Non è l’unico caso. Al 2023 i detenuti in carcere con 70 anni e più erano 1208 (di cui 38 donne), mentre quelli da 60 a 69 anni erano 4835. “Questo comporta – aggiunge Di Giacomo – grandi problemi prima di tutto di assistenza sanitaria e cura per buona parte degli over 70enni che, nell’80%, hanno particolari problemi di salute mentre negli istituti è ben nota la carenza di medici e personale sanitario. Tra le malattie più frequenti quelle infettive che interessano il 48% dei detenuti”. “A seguire i disturbi psichiatrici (32%), le malattie osteoarticolari (17%), quelle cardiovascolari (16%), problemi metabolici (11%) e dermatologici (10%) – prosegue – Ancora, nelle carceri italiane il 40,3 per cento dei detenuti assume sedativi e ipnotici, il 20 per cento stabilizzanti dell’umore: ma solo il 9,3 per cento della popolazione carceraria ha diagnosi psichiatriche gravi”.
“Infine c’è il tema della tossicodipendenza: un detenuto su tre ha una qualche dipendenza da sostanze stupefacenti.
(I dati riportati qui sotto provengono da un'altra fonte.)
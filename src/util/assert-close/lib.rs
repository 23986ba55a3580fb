//! `assert_close!`, for comparing floats (and things made of floats) up to
//! a tolerance.

use failure::Fail;
use std::fmt;

/// Default relative tolerance.
///
/// Most of what gets compared is `f32`, which carries about 7 significant digits.
pub const DEFAULT_NONZERO_TOL: f64 = 1e-5;

#[macro_export]
macro_rules! assert_close {
    ($($t:tt)*) => {$crate::assert_close_impl!{@parsing [$($t)*] [[@rel $crate::DEFAULT_NONZERO_TOL] [@abs 0.0]]}};
}

#[macro_export]
macro_rules! debug_assert_close {
    ($($t:tt)*) => {{
        #[cfg(debug_assertions)] {
            $crate::assert_close!{$($t)*}
        }
    }};
}

#[macro_export]
macro_rules! assert_close_impl {
    (@parsing [rel=$tol:expr, $($rest:tt)*] [$($assignment:tt)*]) => {
        $crate::assert_close_impl!(@parsing [$($rest)*] [$($assignment)* [@rel $tol]]);
    };
    (@parsing [abs=$tol:expr, $($rest:tt)*] [$($assignment:tt)*]) => {
        $crate::assert_close_impl!(@parsing [$($rest)*] [$($assignment)* [@abs $tol]]);
    };
    (@parsing [$a:expr, $b:expr $(,)*] $assignments:tt) => {
        $crate::assert_close_impl!(@expand $assignments [@comp $a, $b] [@fmt "not nearly equal!"])
    };
    (@parsing [$a:expr, $b:expr, $($fmt:tt)+] $assignments:tt) => {
        $crate::assert_close_impl!(@expand $assignments [@comp $a, $b] [@fmt $($fmt)+])
    };
    (@expand [$($assignment:tt)*] [@comp $a:expr, $b:expr] [@fmt $($fmt:tt)+] ) => {
        #[allow(unused_mut)]
        #[allow(unused_assignments)]
        {
            let a = $a;
            let b = $b;

            let mut abs;
            let mut rel;
            $(
                $crate::assert_close_impl!{@stmt::assign [abs, rel] $assignment}
            )*

            if let Err(e) = $crate::CheckClose::check_close(&a, &b, $crate::Tolerances { abs, rel }) {
                panic!(
                "{} (tolerances: rel={}, abs={})\n left: {:?}\nright: {:?}\n{}",
                 format!($($fmt)*), rel, abs, a, b, e);
            }
        }
    };
    (@stmt::assign [$abs:ident, $rel:ident] [@abs $tol:expr]) => { $abs = $tol; };
    (@stmt::assign [$abs:ident, $rel:ident] [@rel $tol:expr]) => { $rel = $tol; };
}

#[doc(hidden)]
#[allow(non_snake_case)]
#[inline]
pub fn __is_close(a: f64, b: f64, Tolerances { abs, rel }: Tolerances) -> bool {
    // Implementation from Python 3.5.
    // https://hg.python.org/cpython/file/tip/Modules/mathmodule.c#l1993
    assert!(rel >= 0.0);
    assert!(abs >= 0.0);

    // catch infinities of same sign
    if a == b { return true; }

    // catch infinities of opposite sign, avoiding infinite relative tolerance
    if a.is_infinite() || b.is_infinite() { return false; }

    // case for general values and NaN.
    (a - b).abs() < abs.max(rel * a.abs()).max(rel * b.abs())
}

#[derive(Debug, Copy, Clone)]
pub struct Tolerances<T = f64> {
    pub abs: T,
    pub rel: T
}

#[derive(Debug)]
pub struct CheckCloseError<T = f64> {
    pub values: (T, T),
    pub tol: Tolerances<T>,
}
impl<T: fmt::Debug + Send + Sync + 'static> Fail for CheckCloseError<T> {}

impl<T: fmt::Debug> fmt::Display for CheckCloseError<T> {
    fn fmt(&self, f: &mut fmt::Formatter) -> fmt::Result {
        let (ref left, ref right) = self.values;
        write!(f, "failed at:
  left: {:?}
 right: {:?}
   tol: {:?}", left, right, self.tol)
    }
}

pub trait CheckClose<Rhs: ?Sized = Self>: {
    type Scalar;

    /// Test that all values of self and other are close.
    fn check_close(&self, other: &Rhs, tol: Tolerances) -> Result<(), CheckCloseError<Self::Scalar>>;
}

impl CheckClose for f64 {
    type Scalar = f64;

    #[inline]
    fn check_close(&self, other: &Self, tol: Tolerances) -> Result<(), CheckCloseError<Self::Scalar>>
    {
        if __is_close(*self, *other, tol) {
            Ok(())
        } else {
            Err(CheckCloseError {
                values: (*self, *other),
                tol,
            })
        }
    }
}

impl CheckClose for f32 {
    type Scalar = f32;

    #[inline]
    fn check_close(&self, other: &Self, tol: Tolerances) -> Result<(), CheckCloseError<Self::Scalar>>
    {
        if __is_close(f64::from(*self), f64::from(*other), tol) {
            Ok(())
        } else {
            Err(CheckCloseError {
                values: (*self, *other),
                tol: Tolerances { abs: tol.abs as f32, rel: tol.rel as f32 },
            })
        }
    }
}

impl<'a, T: ?Sized + CheckClose> CheckClose for &'a T {
    type Scalar = T::Scalar;

    fn check_close(&self, other: &Self, tol: Tolerances) -> Result<(), CheckCloseError<Self::Scalar>>
    { CheckClose::check_close(*self, *other, tol) }
}

impl<T: CheckClose> CheckClose for [T] {
    type Scalar = T::Scalar;

    fn check_close(&self, other: &Self, tol: Tolerances) -> Result<(), CheckCloseError<Self::Scalar>>
    {
        assert_eq!(self.len(), other.len());
        self.iter().zip(other)
            .map(|(a, b)| a.check_close(b, tol))
            .collect()
    }
}

impl<T: CheckClose> CheckClose for Vec<T> {
    type Scalar = T::Scalar;

    fn check_close(&self, other: &Self, tol: Tolerances) -> Result<(), CheckCloseError<Self::Scalar>>
    { (&self[..]).check_close(&other[..], tol) }
}

impl<T: CheckClose> CheckClose<[T]> for Vec<T> {
    type Scalar = T::Scalar;

    fn check_close(&self, other: &[T], tol: Tolerances) -> Result<(), CheckCloseError<Self::Scalar>>
    { (&self[..]).check_close(&other[..], tol) }
}

impl<T: CheckClose> CheckClose<Vec<T>> for [T] {
    type Scalar = T::Scalar;

    fn check_close(&self, other: &Vec<T>, tol: Tolerances) -> Result<(), CheckCloseError<Self::Scalar>>
    { (&self[..]).check_close(&other[..], tol) }
}

macro_rules! gen_array_impls {
    ($($n:tt)*) => {
        $(
        impl<T: CheckClose> CheckClose for [T; $n] {
            type Scalar = T::Scalar;

            fn check_close(&self, other: &Self, tol: Tolerances) -> Result<(), CheckCloseError<Self::Scalar>>
            { (&self[..]).check_close(&other[..], tol) }
        }
        )*
    };
}

gen_array_impls! {
     0  1  2  3  4  5  6  7  8  9
    10 11 12 13 14 15 16
}
/* ************************************************************************ **
** This file is part of glic, and is licensed under EITHER the MIT license  **
** or the Apache 2.0 license, at your option.                               **
**                                                                          **
**     http://www.apache.org/licenses/LICENSE-2.0                           **
**     http://opensource.org/licenses/MIT                                   **
** ************************************************************************ */

use crate::FailResult;
use crate::config::Settings;
use crate::logging::GlobalLogger;
use crate::shader;

use std::ffi::OsStr;
use std::io;

use clap::{App, Arg, ArgMatches};

fn wrap_result_main<F>(main: F)
where F: FnOnce() -> FailResult<()>,
{
    main().unwrap_or_else(|e| {
        for cause in e.iter_chain() {
            error!("{}", cause);
        }

        if std::env::var_os("RUST_BACKTRACE") == Some(OsStr::new("1").to_owned()) {
            error!("{}", e.backtrace());
        }
        std::process::exit(1);
    });
}

fn app<'a, 'b>() -> App<'a, 'b> {
    App::new("glic-shade")
        .about("Renders a fragment shader on the CPU.")
        .args(&[
            Arg::with_name("config").long("config").short("c").takes_value(true)
                .value_name("CONFIG").help("settings yaml"),
            Arg::with_name("shader").long("shader").takes_value(true)
                .value_name("NAME").help("which shader to render [choices: plasma, sphere]"),
            Arg::with_name("width").long("width").takes_value(true)
                .value_name("PIXELS"),
            Arg::with_name("height").long("height").takes_value(true)
                .value_name("PIXELS"),
            Arg::with_name("time").long("time").short("t").takes_value(true)
                .value_name("SECONDS").help("animation time"),
            Arg::with_name("output").long("output").short("o").takes_value(true)
                .value_name("OUTPUT").help("write a binary PPM here")
                .required_unless("ascii"),
            Arg::with_name("ascii").long("ascii")
                .help("print a text preview to stdout"),
            Arg::with_name("log").long("log").takes_value(true)
                .value_name("LOGFILE").help("also write the log here"),
            Arg::with_name("verbose").short("v").multiple(true)
                .help("more logging (repeatable)"),
        ])
}

/// Settings from `--config`, with the individual flags applied on top.
fn resolve_settings(m: &ArgMatches) -> FailResult<Settings>
{
    let mut settings = match m.value_of("config") {
        Some(path) => Settings::load(path)?,
        None => Settings::default(),
    };

    if let Some(s) = m.value_of("shader") {
        settings.shader = s.parse()?;
    }
    if let Some(s) = m.value_of("width") {
        settings.width = s.parse().map_err(|e| format_err!("--width: {}", e))?;
    }
    if let Some(s) = m.value_of("height") {
        settings.height = s.parse().map_err(|e| format_err!("--height: {}", e))?;
    }
    if let Some(s) = m.value_of("time") {
        settings.time = s.parse().map_err(|e| format_err!("--time: {}", e))?;
    }
    settings.validate()?;
    Ok(settings)
}

// %% CRATES: binary: glic-shade %%
pub fn glic_shade() {
    wrap_result_main(|| {
        let matches = app().get_matches();

        let mut logger = GlobalLogger::default();
        logger.verbosity(matches.occurrences_of("verbose") as i32);
        if let Some(path) = matches.value_of("log") {
            logger.path(path);
        }
        logger.apply()?;

        let settings = resolve_settings(&matches)?;
        debug!("settings: {:?}", settings);

        info!("rendering '{}' at {}x{}", settings.shader, settings.width, settings.height);
        let image = shader::render(&*shader::from_settings(&settings), settings.width, settings.height);

        if let Some(path) = matches.value_of("output") {
            image.save_ppm(path)?;
            info!("wrote {}", path);
        }
        if matches.is_present("ascii") {
            let stdout = io::stdout();
            let mut stdout = stdout.lock();
            io::Write::write_all(&mut stdout, image.to_ascii().as_bytes())?;
        }
        Ok(())
    });
}

#[cfg(test)]
mod tests {
    use super::*;
    use crate::config::ShaderKind;

    fn settings_from(args: &[&str]) -> FailResult<Settings>
    {
        let mut argv = vec!["glic-shade"];
        argv.extend_from_slice(args);
        let matches = app().get_matches_from_safe(argv)?;
        resolve_settings(&matches)
    }

    #[test]
    fn flags_override_defaults() {
        let settings = settings_from(&["--ascii", "--shader", "sphere", "--width", "12", "-t", "1.5"]).unwrap();
        assert_eq!(settings.shader, ShaderKind::Sphere);
        assert_eq!(settings.width, 12);
        assert_eq!(settings.height, Settings::default().height);
        assert_eq!(settings.time, 1.5);
    }

    #[test]
    fn bad_flags() {
        assert!(settings_from(&["--ascii", "--shader", "teapot"]).is_err());
        assert!(settings_from(&["--ascii", "--width", "wide"]).is_err());
        assert!(settings_from(&["--ascii", "--height", "0"]).is_err());
        // needs somewhere to put the output
        assert!(settings_from(&[]).is_err());
    }

    #[test]
    fn missing_config_file() {
        let err = settings_from(&["--ascii", "--config", "/nonexistent/glic.yaml"]).unwrap_err();
        assert!(err.to_string().contains("/nonexistent/glic.yaml"));
    }
}
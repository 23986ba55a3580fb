/* ************************************************************************ **
** This file is part of glic, and is licensed under EITHER the MIT license  **
** or the Apache 2.0 license, at your option.                               **
**                                                                          **
**     http://www.apache.org/licenses/LICENSE-2.0                           **
**     http://opensource.org/licenses/MIT                                   **
** ************************************************************************ */

//! CPU "fragment shader" renderer built on `glic`.
//!
//! The `glic-shade` binary is a thin wrapper around `entry_points::glic_shade`.

#[macro_use] extern crate log;
#[macro_use] extern crate failure;
#[macro_use] extern crate serde_derive;
#[cfg(test)]
#[macro_use] extern crate glic_assert_close;

pub type FailResult<T> = Result<T, failure::Error>;

pub mod config;
pub mod entry_points;
pub mod image;
pub mod logging;
pub mod shader;
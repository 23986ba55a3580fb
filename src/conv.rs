/* ************************************************************************ **
** This file is part of glic, and is licensed under EITHER the MIT license  **
** or the Apache 2.0 license, at your option.                               **
**                                                                          **
**     http://www.apache.org/licenses/LICENSE-2.0                           **
**     http://opensource.org/licenses/MIT                                   **
** ************************************************************************ */

use super::types::*;

// ---------------------------------------------------------------------------
// By-value conversions.

gen_each!{
    @{Vn_n}
    impl_from_array!( {$Vn:ident $n:tt} ) => {
        impl From<[f32; $n]> for $Vn {
            #[inline(always)]
            fn from(arr: [f32; $n]) -> Self { $Vn(arr) }
        }

        impl From<$Vn> for [f32; $n] {
            #[inline(always)]
            fn from(v: $Vn) -> Self { v.0 }
        }

        // A lone scalar broadcasts, like GLSL's `vec3(1.0)`.
        impl From<f32> for $Vn {
            #[inline(always)]
            fn from(x: f32) -> Self { $Vn([x; $n]) }
        }
    }
}

impl From<(f32, f32)> for Vec2 {
    #[inline(always)]
    fn from((x, y): (f32, f32)) -> Self { vec2(x, y) }
}

impl From<(f32, f32, f32)> for Vec3 {
    #[inline(always)]
    fn from((x, y, z): (f32, f32, f32)) -> Self { vec3(x, y, z) }
}

impl From<(f32, f32, f32, f32)> for Vec4 {
    #[inline(always)]
    fn from((x, y, z, w): (f32, f32, f32, f32)) -> Self { vec4(x, y, z, w) }
}

// ---------------------------------------------------------------------------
Un quadro allarmante che – continua Di Giacomo – dovrebbe orientare i magistrati per non appesantire la situazione tanto più che i detenuti anziani, ad eccezione dei capo clan e uomini di spicco della criminalità organizzata, vivono la detenzione in condizioni di maggiore difficoltà. Tutto questo aggravando il già pesante lavoro del personale penitenziario che in molti casi deve fare da ‘badante’ ai più anziani”. Insomma, nonostante l’articolo 47 ter, le patrie galere ospitano diversi ultrasettantacinquenni.